Openbaar bestuur en staat
Staat = overheid
Er is geen een overheid, maar de overheid is opgebouwd uit een
gecompliceerd geheel van verschillende actoren (=
deelnemer/betrokkenen), met soms tegenstrijdige belangen en
doelstellingen.
- Overheid: het geheel van bestuurders en bestuurlijke colleges in een
staatsverband en het daarbij horende ambtelijke apparaat.
De taak van de overheid is het behartigen van het algemeen belang
- Er is geen een algemeen belang, maar er is sprake van een grote
hoeveelheid zeer uiteenlopende deelbelangen overheid moet
kiezen uit deelbelangen.
Het verschijnsel dat individuele actoren eigen doelstellingen nastreven,
die in strijd kunnen zijn met de beleids- of organisatiedoelstellingen, wordt
aangegeven met het begrip ‘bureaupolitiek’.
Een staat:
- Grondgebied/grenzen
- Inwoners (volk of multi-etnisch)
- Soevereiniteit/ hoogste macht/geweldsmonopolie
- (Erkenning door andere staten)
Doel van een staat:
- Machtsbehoud, zelfhandhaving (Machiavelli)
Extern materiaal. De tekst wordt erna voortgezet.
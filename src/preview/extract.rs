use regex::Regex;

use super::unescape::unescape_json_fragment;

/// The target field as far as it has streamed in.
#[derive(Debug, Clone, PartialEq, Eq)]
pub struct FieldSnapshot {
    /// Unescaped value of the identifying field (e.g. the file name), once
    /// it is complete.
    pub label: Option<String>,
    /// Raw, still-escaped field body received so far.
    pub raw_value: String,
    /// The closing quote has arrived.
    pub complete: bool,
}

impl FieldSnapshot {
    pub fn value(&self) -> String {
        unescape_json_fragment(&self.raw_value)
    }
}

/// Pulls one string field out of a JSON object that arrives in pieces.
///
/// Key matches are only accepted at object level: a key name that shows up
/// inside an earlier string value is ignored.
#[derive(Debug)]
pub struct FieldExtractor {
    buffer: String,
    key_pattern: Regex,
    label_pattern: Regex,
    label: Option<String>,
    value_start: Option<usize>,
    scan_pos: usize,
    escape_pending: bool,
    value_end: Option<usize>,
}

impl FieldExtractor {
    pub fn new(field: &str, label_field: &str) -> Result<Self, regex::Error> {
        let key_pattern = Regex::new(&format!(r#""{}"\s*:\s*""#, regex::escape(field)))?;
        let label_pattern = Regex::new(&format!(
            r#""{}"\s*:\s*"((?:[^"\\]|\\.)*)""#,
            regex::escape(label_field)
        ))?;
        Ok(Self {
            buffer: String::new(),
            key_pattern,
            label_pattern,
            label: None,
            value_start: None,
            scan_pos: 0,
            escape_pending: false,
            value_end: None,
        })
    }

    pub fn buffer(&self) -> &str {
        &self.buffer
    }

    /// Append a fragment; returns the current view of the field once either
    /// the label or the start of the value has been recognised.
    pub fn feed(&mut self, fragment: &str) -> Option<FieldSnapshot> {
        self.buffer.push_str(fragment);

        if self.label.is_none() {
            self.label = self.find_label();
        }
        if self.value_start.is_none() {
            self.value_start = self.find_value_start();
            self.scan_pos = self.value_start.unwrap_or(0);
        }
        if self.value_start.is_some() && self.value_end.is_none() {
            self.scan_for_terminator();
        }

        self.snapshot()
    }

    pub fn snapshot(&self) -> Option<FieldSnapshot> {
        if self.label.is_none() && self.value_start.is_none() {
            return None;
        }
        let raw_value = match self.value_start {
            Some(start) => {
                let end = self.value_end.unwrap_or(self.buffer.len());
                self.buffer[start..end].to_string()
            }
            None => String::new(),
        };
        Some(FieldSnapshot {
            label: self.label.clone(),
            raw_value,
            complete: self.value_end.is_some(),
        })
    }

    fn find_label(&self) -> Option<String> {
        self.label_pattern
            .captures_iter(&self.buffer)
            .find(|caps| caps.get(0).is_some_and(|m| !inside_string(&self.buffer, m.start())))
            .and_then(|caps| caps.get(1))
            .map(|raw| unescape_json_fragment(raw.as_str()))
    }

    fn find_value_start(&self) -> Option<usize> {
        self.key_pattern
            .find_iter(&self.buffer)
            .find(|m| !inside_string(&self.buffer, m.start()))
            .map(|m| m.end())
    }

    fn scan_for_terminator(&mut self) {
        let bytes = self.buffer.as_bytes();
        while self.scan_pos < bytes.len() {
            let b = bytes[self.scan_pos];
            if self.escape_pending {
                self.escape_pending = false;
            } else if b == b'\\' {
                self.escape_pending = true;
            } else if b == b'"' {
                self.value_end = Some(self.scan_pos);
                return;
            }
            self.scan_pos += 1;
        }
    }
}

/// Whether byte `offset` of `json` falls inside a string literal.
fn inside_string(json: &str, offset: usize) -> bool {
    let mut in_string = false;
    let mut escaped = false;
    for &b in &json.as_bytes()[..offset.min(json.len())] {
        if escaped {
            escaped = false;
        } else if in_string && b == b'\\' {
            escaped = true;
        } else if b == b'"' {
            in_string = !in_string;
        }
    }
    in_string
}

#[cfg(test)]
mod tests {
    use super::*;

    fn extractor() -> FieldExtractor {
        FieldExtractor::new("content", "filename").expect("patterns")
    }

    #[test]
    fn test_nothing_recognised_yet() {
        let mut ex = extractor();
        assert_eq!(ex.feed(r#"{"file"#), None);
    }

    #[test]
    fn test_value_grows_then_completes() {
        let mut ex = extractor();
        let snap = ex.feed(r#"{"filename":"a.txt","content":"line1\n"#).expect("snapshot");
        assert_eq!(snap.label.as_deref(), Some("a.txt"));
        assert_eq!(snap.raw_value, r"line1\n");
        assert!(!snap.complete);

        let snap = ex.feed(r#"line2"}"#).expect("snapshot");
        assert!(snap.complete);
        assert_eq!(snap.value(), "line1\nline2");
    }

    #[test]
    fn test_escaped_quote_does_not_terminate() {
        let mut ex = extractor();
        ex.feed(r#"{"filename":"q.txt","content":"say \"#);
        let snap = ex.feed(r#""hi\" ok"}"#).expect("snapshot");
        assert!(snap.complete);
        assert_eq!(snap.value(), r#"say "hi" ok"#);
    }

    #[test]
    fn test_key_name_inside_earlier_value_is_ignored() {
        let mut ex = FieldExtractor::new("replacement_text", "filename").expect("patterns");
        let payload = r#"{"filename":"notes.md","target_text":"x \"replacement_text\":\"fake\" y","replacement_text":"real"}"#;
        let snap = ex.feed(payload).expect("snapshot");
        assert_eq!(snap.value(), "real");
        assert!(snap.complete);
    }

    #[test]
    fn test_inside_string_tracks_escapes() {
        let json = r#"{"a":"x\"y","b":"#;
        assert!(inside_string(json, json.find('y').expect("y")));
        assert!(!inside_string(json, json.find(r#""b""#).expect("b")));
    }
}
- Veiligheid bieden aan de inwoners (Hobbes)
- Individuele vrijheid van de inwoners beschermen (Locke)
- Gelijkheid of gelijke kansen bieden aan haar inwoners
(Verzorgingsstaat)
- Geen inhoudelijke doelen, behalve zelfhandhaving (Lefort)
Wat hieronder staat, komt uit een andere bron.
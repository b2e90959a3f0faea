/// Marker placed in front of output that was cut down to its tail.
pub const ELISION_MARKER: &str = "...(truncated)...\n";

/// Parse "true"/"false"/"1"/"0" from a &str.
pub fn parse_bool_str(s: &str) -> Option<bool> {
    match s.trim().to_lowercase().as_str() {
        "true" | "1" | "yes" | "on" => Some(true),
        "false" | "0" | "no" | "off" => Some(false),
        _ => None,
    }
}

pub fn non_empty_trimmed(value: &str) -> Option<&str> {
    let trimmed = value.trim();
    if trimmed.is_empty() {
        None
    } else {
        Some(trimmed)
    }
}

/// Keep the last `max_chars` characters of `text`, prefixing [`ELISION_MARKER`]
/// when anything was dropped.
pub fn tail_chars(text: &str, max_chars: usize) -> String {
    let total = text.chars().count();
    if total <= max_chars {
        return text.to_string();
    }

    let skip = total - max_chars;
    let start = text
        .char_indices()
        .nth(skip)
        .map(|(idx, _)| idx)
        .unwrap_or(text.len());
    format!("{ELISION_MARKER}{}", &text[start..])
}

/// Shorten a single-line label to `max_chars`, appending an ellipsis when cut.
pub fn shorten(text: &str, max_chars: usize) -> String {
    let single_line = text.replace(['\r', '\n'], " ");
    if single_line.chars().count() <= max_chars {
        return single_line;
    }
    let kept: String = single_line
        .chars()
        .take(max_chars.saturating_sub(3))
        .collect();
    format!("{kept}...")
}

#[cfg(test)]
mod tests {
    use super::*;

    #[test]
    fn test_parse_bool_helpers() {
        assert_eq!(parse_bool_str("true"), Some(true));
        assert_eq!(parse_bool_str("0"), Some(false));
        assert_eq!(parse_bool_str(" YES "), Some(true));
        assert_eq!(parse_bool_str("off"), Some(false));
        assert_eq!(parse_bool_str("maybe"), None);
    }

    #[test]
    fn test_tail_chars_keeps_short_text_untouched() {
        assert_eq!(tail_chars("done\n", 2000), "done\n");
    }

    #[test]
    fn test_tail_chars_elides_front_on_char_boundaries() {
        let text = format!("{}끝", "가".repeat(10));
        let tail = tail_chars(&text, 3);
        assert_eq!(tail, format!("{ELISION_MARKER}가가끝"));
    }

    #[test]
    fn test_shorten_flattens_newlines() {
        assert_eq!(shorten("echo a\necho b", 40), "echo a echo b");
        assert_eq!(shorten("abcdefghij", 6), "abc...");
    }
}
Staat neutraal of partijdig?
Debat in de politicologie onder elitisten en pluralisten behartigt de staat
de belangen van een specifieke groep inwoners of.. = de staat is neutraal
en slechts een arena waar verschillende belangen om de voorrang
strijden.
Typen staten (staatsvormen):
, - Federaal (Kenmerk: deelstaten binnen de staat hebben ook veel
macht) – VS, België
- Eenheidsstaat (wordt bestuurd vanuit 1 punt) – Nederland, Frankrijk
- Statenbond – Europese Unie werken nauw samen
Soevereiniteit= een en ondeelbaar, geweldsmonopolie (zwaardmacht
voorheen)
Spreiding staatsmacht:
Horizontale machtenscheiding (geen macht op decentraal niveau) -
Montesquieu:
- Wetgevende macht
- Uitvoerende macht (bestuur)
- Rechtsprekende macht
Verticale machtenscheiding:
- Federalisering & decentralisatie
- Bevoegdheden van de overheid naar andere staat niveaus
(decentralisatie)
rij
k
provincie
gemeente
Typering Nederlandse staat:
- Machtenscheiding (Montesquieu)
- Constitutionele monarchie (koning heeft niet de macht, maar de
regering)
- Onderdeel van een statenbond
- Democratische rechtsstaat:
o Periodieke verkiezingen en algemeen kiesrecht
o Legaliteitsbeginsel
o Onafhankelijke rechtspraak
o Eerbiediging grondrechten
- Gedecentraliseerde eenheidsstaat (horizontale en verticale): taken
en bevoegdheden zijn toebedeelt aan andere overheidsorganen dan
de centrale overheid.
o Territoriale decentralisatie (provincies en gemeenten):
wanneer andere overheidsorganen een bepaald gebied
besturen wanneer deze is ingesteld om een bepaald doel te
bereiken, hebben we het over functionele decentralisatie.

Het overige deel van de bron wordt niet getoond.